• YOUR GOAL: Output everything in the listing exactly, with no line missing.

================================

//! Core data model for recovered signatures.
//!
//! - `Address`: binary location used as the join key between the recovered
//!   symbol table and the compiled header.
//! - `FuncSig`: a recovered symbol name plus its informational C signature.

use std::fmt;
use std::num::ParseIntError;
use std::str::FromStr;

use serde::{Deserialize, Serialize};
use thiserror::Error;

/// Virtual address of a function in the analysed binary.
///
/// The canonical string form is upper-case hexadecimal with a `0x` prefix,
/// which is also what ends up in the `!addr` metadata of emitted declarations.
#[derive(Debug, Clone, Copy, PartialEq, Eq, PartialOrd, Ord, Hash)]
pub struct Address(pub u64);

impl fmt::Display for Address {
    fn fmt(&self, f: &mut fmt::Formatter<'_>) -> fmt::Result {
        write!(f, "0x{:X}", self.0)
    }
}

impl From<u64> for Address {
    fn from(value: u64) -> Self {
        Self(value)
    }
}

/// Error returned when an address string cannot be interpreted.
#[derive(Debug, Error)]
#[error("Invalid address {input:?}: {source}")]
pub struct AddressParseError {
    pub input: String,
    #[source]
    pub source: ParseIntError,
}

impl FromStr for Address {
    type Err = AddressParseError;

    /// Parse decimal, or hexadecimal when prefixed with `0x`/`0X`. Surrounding
    /// whitespace is rejected.
    ///
    /// Negative values that fit an `i64` are accepted and reinterpreted as
    /// their two's-complement bit pattern.
    fn from_str(s: &str) -> Result<Self, Self::Err> {
        let (digits, radix) = match s.strip_prefix("0x").or_else(|| s.strip_prefix("0X")) {
            Some(hex) => (hex, 16),
            None => (s, 10),
        };
        match u64::from_str_radix(digits, radix) {
            Ok(v) => Ok(Self(v)),
            Err(unsigned_err) => match i64::from_str_radix(digits, radix) {
                Ok(v) => Ok(Self(v as u64)),
                Err(_) => Err(AddressParseError { input: s.to_string(), source: unsigned_err }),
            },
        }
    }
}

impl Serialize for Address {
    fn serialize<S: serde::Serializer>(&self, serializer: S) -> Result<S::Ok, S::Error> {
        serializer.collect_str(self)
    }
}

impl<'de> Deserialize<'de> for Address {
    fn deserialize<D: serde::Deserializer<'de>>(deserializer: D) -> Result<Self, D::Error> {
        let raw = String::deserialize(deserializer)?;
        raw.parse().map_err(serde::de::Error::custom)
    }
}

/// Function signature recovered by the disassembler for one address.
#[derive(Debug, Clone, PartialEq, Eq, Serialize, Deserialize)]
pub struct FuncSig {
    /// Symbol name as recorded by the disassembler (may be decorated).
    pub name: String,
    /// C signature text. Informational only; never checked against the
    /// compiled declaration.
    #[serde(rename = "sig", default)]
    pub signature: String,
}

impl FuncSig {
    pub fn new(name: impl Into<String>, signature: impl Into<String>) -> Self {
        Self { name: name.into(), signature: signature.into() }
    }
}

#[cfg(test)]
mod tests {
    use super::*;

    #[test]
    fn address_display_is_upper_hex() {
        assert_eq!(Address(0x401000).to_string(), "0x401000");
        assert_eq!(Address(0xdeadbeef).to_string(), "0xDEADBEEF");
        assert_eq!(Address(0).to_string(), "0x0");
    }

    #[test]
    fn address_parses_hex_and_decimal() {
        assert_eq!("0x401000".parse::<Address>().unwrap(), Address(0x401000));
        assert_eq!("0XFF".parse::<Address>().unwrap(), Address(255));
        assert_eq!("4096".parse::<Address>().unwrap(), Address(4096));
    }

    #[test]
    fn address_accepts_negative_as_twos_complement() {
        assert_eq!("-1".parse::<Address>().unwrap(), Address(u64::MAX));
    }

    #[test]
    fn address_rejects_garbage() {
        let err = "0xZZ".parse::<Address>().unwrap_err();
        assert!(err.to_string().contains("0xZZ"));
    }

    #[test]
    fn address_rejects_surrounding_whitespace() {
        assert!(" 0x10 ".parse::<Address>().is_err());
        assert!("16\n".parse::<Address>().is_err());
    }

    #[test]
    fn func_sig_reads_sig_field() {
        let sig: FuncSig =
            serde_json::from_str(r#"{"name":"_WinMain@16","sig":"int WinMain()"}"#).unwrap();
        assert_eq!(sig.name, "_WinMain@16");
        assert_eq!(sig.signature, "int WinMain()");
    }
}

================================

• YOUR SOLUTION:
//! Core data model for recovered signatures.
//!
//! - `Address`: binary location used as the join key between the recovered
//!   symbol table and the compiled header.
//! - `FuncSig`: a recovered symbol name plus its informational C signature.

use std::fmt;
use std::num::ParseIntError;
use std::str::FromStr;

use serde::{Deserialize, Serialize};
use thiserror::Error;

/// Virtual address of a function in the analysed binary.
///
/// The canonical string form is upper-case hexadecimal with a `0x` prefix,
/// which is also what ends up in the `!addr` metadata of emitted declarations.
#[derive(Debug, Clone, Copy, PartialEq, Eq, PartialOrd, Ord, Hash)]
pub struct Address(pub u64);

impl fmt::Display for Address {
    fn fmt(&self, f: &mut fmt::Formatter<'_>) -> fmt::Result {
        write!(f, "0x{:X}", self.0)
    }
}

impl From<u64> for Address {
    fn from(value: u64) -> Self {
        Self(value)
    }
}

/// Error returned when an address string cannot be interpreted.
#[derive(Debug, Error)]
#[error("Invalid address {input:?}: {source}")]
pub struct AddressParseError {
    pub input: String,
    #[source]
    pub source: ParseIntError,
}

impl FromStr for Address {
    type Err = AddressParseError;

    /// Parse decimal, or hexadecimal when prefixed with `0x`/`0X`. Surrounding
    /// whitespace is rejected.
    ///
    /// Negative values that fit an `i64` are accepted and reinterpreted as
    /// their two's-complement bit pattern.
    fn from_str(s: &str) -> Result<Self, Self::Err> {
        let (digits, radix) = match s.strip_prefix("0x").or_else(|| s.strip_prefix("0X")) {
            Some(hex) => (hex, 16),
            None => (s, 10),
        };
        match u64::from_str_radix(digits, radix) {
            Ok(v) => Ok(Self(v)),
            Err(unsigned_err) => match i64::from_str_radix(digits, radix) {
                Ok(v) => Ok(Self(v as u64)),
                Err(_) => Err(AddressParseError { input: s.to_string(), source: unsigned_err }),
            },
        }
    }
}

impl Serialize for Address {
    fn serialize<S: serde::Serializer>(&self, serializer: S) -> Result<S::Ok, S::Error> {
        serializer.collect_str(self)
    }
}

impl<'de> Deserialize<'de> for Address {
    fn deserialize<D: serde::Deserializer<'de>>(deserializer: D) -> Result<Self, D::Error> {
        let raw = String::deserialize(deserializer)?;
        raw.parse().map_err(serde::de::Error::custom)
    }
}

/// Function signature recovered by the disassembler for one address.
#[derive(Debug, Clone, PartialEq, Eq, Serialize, Deserialize)]
pub struct FuncSig {
    /// Symbol name as recorded by the disassembler (may be decorated).
    pub name: String,
    /// C signature text. Informational only; never checked against the
    /// compiled declaration.
    #[serde(rename = "sig", default)]
    pub signature: String,
}

impl FuncSig {
    pub fn new(name: impl Into<String>, signature: impl Into<String>) -> Self {
        Self { name: name.into(), signature: signature.into() }
    }
}

#[cfg(test)]
mod tests {
    use super::*;

    #[test]
    fn address_display_is_upper_hex() {
        assert_eq!(Address(0x401000).to_string(), "0x401000");
        assert_eq!(Address(0xdeadbeef).to_string(), "0xDEADBEEF");
        assert_eq!(Address(0).to_string(), "0x0");
    }

    #[test]
    fn address_parses_hex_and_decimal() {
        assert_eq!("0x401000".parse::<Address>().unwrap(), Address(0x401000));
        assert_eq!("0XFF".parse::<Address>().unwrap(), Address(255));
        assert_eq!("4096".parse::<Address>().unwrap(), Address(4096));
    }

    #[test]
    fn address_accepts_negative_as_twos_complement() {
        assert_eq!("-1".parse::<Address>().unwrap(), Address(u64::MAX));
    }

    #[test]
    fn address_rejects_garbage() {
        let err = "0xZZ".parse::<Address>().unwrap_err();
        assert!(err.to_string().contains("0xZZ"));
    }

    #[test]
    fn address_rejects_surrounding_whitespace() {
        assert!(" 0x10 ".parse::<Address>().is_err());
        assert!("16\n".parse::<Address>().is_err());
    }

    #[test]
    fn func_sig_reads_sig_field() {
        let sig: FuncSig =
            serde_json::from_str(r#"{"name":"_WinMain@16","sig":"int WinMain()"}"#).unwrap();
        assert_eq!(sig.name, "_WinMain@16");
        assert_eq!(sig.signature, "int WinMain()");
    }
}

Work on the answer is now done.